WORK REQUEST: Every line below that holds the string "MergeEngine" should be copied out.
---*---
impl MergeReport {
    fn new(category: &str) -> Self {
        Self {
            category: category.to_string(),
            ..Default::default()
        }
    }

    fn skip(&mut self, path: &Path, reason: SkipReason) {
        warn!(file = %path.display(), reason = %reason, "skipping file");
        self.skipped_files.push((path.to_path_buf(), reason));
    }

    /// True when the operation changed the table structure or contents
    pub fn changed(&self) -> bool {
        !self.merged_files.is_empty()
    }
}

/// Owner of the wide table and its schema store
#[derive(Debug)]
pub struct MergeEngine {
    country: String,
    table: Option<WideTable>,
    store: SchemaStore,
}

fn file_name(path: &Path) -> String {
    path.file_name()
        .map(|n| n.to_string_lossy().into_owned())
        .unwrap_or_else(|| path.display().to_string())
}

impl MergeEngine {
    pub fn new(country: &str, table: Option<WideTable>, store: SchemaStore) -> Self {
        Self {
            country: country.to_string(),
            table,
            store,
        }
    }

    pub fn country(&self) -> &str {
        &self.country
    }

    pub fn table(&self) -> Option<&WideTable> {
        self.table.as_ref()
    }

    pub fn schema(&self) -> &Schema {
        self.store.schema()
    }

    pub fn store(&self) -> &SchemaStore {
        &self.store
    }

    pub fn store_mut(&mut self) -> &mut SchemaStore {
        &mut self.store
    }

    fn table_mut(&mut self) -> Result<&mut WideTable> {
        let country = &self.country;
        self.table
            .as_mut()
            .ok_or_else(|| Error::TableMissing(country.clone()))
    }

    /// Create the table from an anchor file
    ///
    /// Rows keep the anchor's order. Every anchor row belongs to the anchor
    /// category, and every non-key column becomes a month.
    pub fn create_from_anchor<P: AsRef<Path>>(&mut self, category: &str, anchor_path: P) -> Result<MergeReport> {
        if self.table.is_some() {
            return Err(Error::TableExists(self.country.clone()));
        }
        let anchor_path = anchor_path.as_ref();
        info!(category = %category, file = %anchor_path.display(), "creating table from anchor");

        let anchor = read_anchor(anchor_path)?;

        let mut table = WideTable::new();
        let presence = table.add_column(category, 0);
        let month_cols: Vec<usize> = anchor.months.iter().map(|m| table.add_column(m, 0)).collect();
        for (term, values) in &anchor.rows {
            let (pos, _) = table.ensure_row(term);
            table.set(pos, presence, 1);
            for (&col, &value) in month_cols.iter().zip(values) {
                table.set(pos, col, value);
            }
        }

        self.store.reset()?;
        for month in &anchor.months {
            self.store.add_month(month)?;
        }
        self.store.add_category(category)?;
        self.store.add_keywords(table.terms())?;
        self.store
            .mark_processed(category, vec![file_name(anchor_path)], table.row_count())?;

        table.reorder_columns(&self.store.schema().column_order());

        let mut report = MergeReport::new(category);
        report.merged_files.push(anchor_path.to_path_buf());
        report.months_added = self.store.schema().months();
        report.rows_added = table.row_count();
        report.rows_skipped = anchor.skipped_rows + anchor.duplicates;
        report.shape = table.shape();
        self.table = Some(table);

        info!(
            rows = report.shape.0,
            columns = report.shape.1,
            months = report.months_added.len(),
            "table created"
        );
        Ok(report)
    }

    /// Add a category's monthly files to the table
    ///
    /// Existing terms get presence 1 and the file's rank for its month (a
    /// later file for the same term and month overwrites). Unknown terms
    /// become new rows.
    pub fn add_category<P: AsRef<Path>>(&mut self, category: &str, files: &[P]) -> Result<MergeReport> {
        let table = self.table_mut()?;
        info!(category = %category, files = files.len(), "adding category");

        let presence = table.add_column(category, 0);
        self.store.add_category(category)?;

        let mut report = MergeReport::new(category);
        for path in files {
            let path = path.as_ref();
            let Some((token, export)) = load_month_file(path, &mut report) else {
                continue;
            };

            let table = self.table_mut()?;
            let month_col = match table.find_column(&token) {
                Some(col) => col,
                None => {
                    let col = table.add_column(&token, 0);
                    report.months_added.push(token.clone());
                    debug!(month = %token, "added month column");
                    col
                }
            };

            let mut new_terms = Vec::new();
            for (term, rank) in &export.entries {
                let (pos, added) = table.ensure_row(term);
                if added {
                    new_terms.push(term.as_str());
                }
                table.set(pos, presence, 1);
                table.set(pos, month_col, *rank);
            }
            report.rows_added += new_terms.len();
            report.rows_skipped += export.skipped_rows;

            if !self.store.schema().has_month(&token) {
                self.store.add_month(&token)?;
            }
            self.store.add_keywords(export.entries.iter().map(|(t, _)| t))?;

            if !new_terms.is_empty() {
                info!(month = %token, new_keywords = new_terms.len(), "added new keywords");
            }
            report.merged_files.push(path.to_path_buf());
        }

        let table = self.table_mut()?;
        let keyword_count = table.count_where(category, 1);
        if report.merged_files.is_empty() {
            let failed: Vec<String> = report.skipped_files.iter().map(|(p, _)| file_name(p)).collect();
            warn!(category = %category, "no files merged, category left pending");
            self.store.mark_pending(
                category,
                files.iter().map(|p| file_name(p.as_ref())).collect(),
            )?;
            self.store.record_failures(category, failed)?;
        } else {
            let processed = report.merged_files.iter().map(|p| file_name(p)).collect();
            self.store.mark_processed(category, processed, keyword_count)?;
        }

        self.canonicalize();
        report.shape = self.table.as_ref().map(WideTable::shape).unwrap_or_default();
        info!(
            category = %category,
            merged = report.merged_files.len(),
            skipped = report.skipped_files.len(),
            rows_added = report.rows_added,
            "category added"
        );
        Ok(report)
    }

    /// Add new month columns for an existing category
    ///
    /// Months that already exist are skipped, not overwritten. Only rows
    /// already in the table receive ranks; no rows are created.
    pub fn add_months<P: AsRef<Path>>(&mut self, category: &str, files: &[P]) -> Result<MergeReport> {
        if self.table.is_none() {
            return Err(Error::TableMissing(self.country.clone()));
        }
        if !self.store.schema().has_category(category) {
            return Err(Error::UnknownCategory(category.to_string()));
        }
        info!(category = %category, files = files.len(), "adding months");

        let mut report = MergeReport::new(category);
        for path in files {
            let path = path.as_ref();
            let Some(stamp) = parse_filename(&file_name(path)) else {
                report.skip(path, SkipReason::UnparseableName);
                continue;
            };
            let token = stamp.token();
            if self.table.as_ref().is_some_and(|t| t.has_column(&token)) {
                debug!(month = %token, "month already exists");
                report.skipped_files.push((path.to_path_buf(), SkipReason::MonthExists(token)));
                continue;
            }

            let export = match read_monthly(path) {
                Ok(export) => export,
                Err(e) => {
                    report.skip(path, SkipReason::ReadFailed(e.to_string()));
                    continue;
                }
            };

            let table = self.table_mut()?;
            let col = table.add_column(&token, 0);
            let mut matched = 0;
            for (term, rank) in &export.entries {
                if let Some(pos) = table.position(term) {
                    table.set(pos, col, *rank);
                    matched += 1;
                }
            }
            report.rows_skipped += export.skipped_rows;
            self.store.add_month(&token)?;

            info!(month = %token, data_points = matched, "added month");
            report.months_added.push(token);
            report.merged_files.push(path.to_path_buf());
        }

        if report.changed() {
            let mut processed = self
                .store
                .schema()
                .category(category)
                .map(|r| r.processed_files.clone())
                .unwrap_or_default();
            for path in &report.merged_files {
                let name = file_name(path);
                if !processed.contains(&name) {
                    processed.push(name);
                }
            }
            let keyword_count = self.table_mut()?.count_where(category, 1);
            self.store.mark_processed(category, processed, keyword_count)?;
            self.canonicalize();
        } else {
            info!(category = %category, "no new months were added");
        }

        report.shape = self.table.as_ref().map(WideTable::shape).unwrap_or_default();
        Ok(report)
    }

    /// Reorder columns to `Search Term`, categories A-Z, months by date
    fn canonicalize(&mut self) {
        let order = self.store.schema().column_order();
        if let Some(table) = self.table.as_mut() {
            table.reorder_columns(&order);
        }
    }
}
---*---
TASK RESULT:
pub struct MergeEngine {
impl MergeEngine {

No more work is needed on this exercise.